◆ WHAT IS REQUIRED ◆
The string "Deserialize" appears in some lines of the entries that follow; copy each such line.

◆ RECORDS FOR THE TASK ◆

use serde::{Deserialize, Serialize};

/// A content stream attached to a document or document version.
///
/// The store never interprets the bytes; mime type and file name travel
/// with them for the protocol layer's benefit.
#[derive(Clone, Debug, PartialEq, Eq, Serialize, Deserialize)]
pub struct ContentStream {
    /// Suggested file name, if any.
    pub file_name: Option<String>,
    /// MIME type of the payload.
    pub mime_type: String,
    /// The raw bytes.
    pub data: Vec<u8>,
}

impl ContentStream {
    /// Create a content stream.
    pub fn new(mime_type: impl Into<String>, data: Vec<u8>) -> Self {
        Self {
            file_name: None,
            mime_type: mime_type.into(),
            data,
        }
    }

    /// Attach a file name (builder style).
    pub fn with_file_name(mut self, file_name: impl Into<String>) -> Self {
        self.file_name = Some(file_name.into());
        self
    }

    /// Payload length in bytes.
    pub fn len(&self) -> usize {
        self.data.len()
    }

    /// Returns `true` for a zero-length payload.
    pub fn is_empty(&self) -> bool {
        self.data.is_empty()
    }
}

#[cfg(test)]
mod tests {
    use super::*;

    #[test]
    fn length_reflects_payload() {
        let stream = ContentStream::new("text/plain", b"hello".to_vec());
        assert_eq!(stream.len(), 5);
        assert!(!stream.is_empty());
        assert!(stream.file_name.is_none());
    }

    #[test]
    fn with_file_name_sets_the_name() {
        let stream =
            ContentStream::new("text/plain", Vec::new()).with_file_name("notes.txt");
        assert_eq!(stream.file_name.as_deref(), Some("notes.txt"));
        assert!(stream.is_empty());
    }
}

◆ RESULT ◆
use serde::{Deserialize, Serialize};
#[derive(Clone, Debug, PartialEq, Eq, Serialize, Deserialize)]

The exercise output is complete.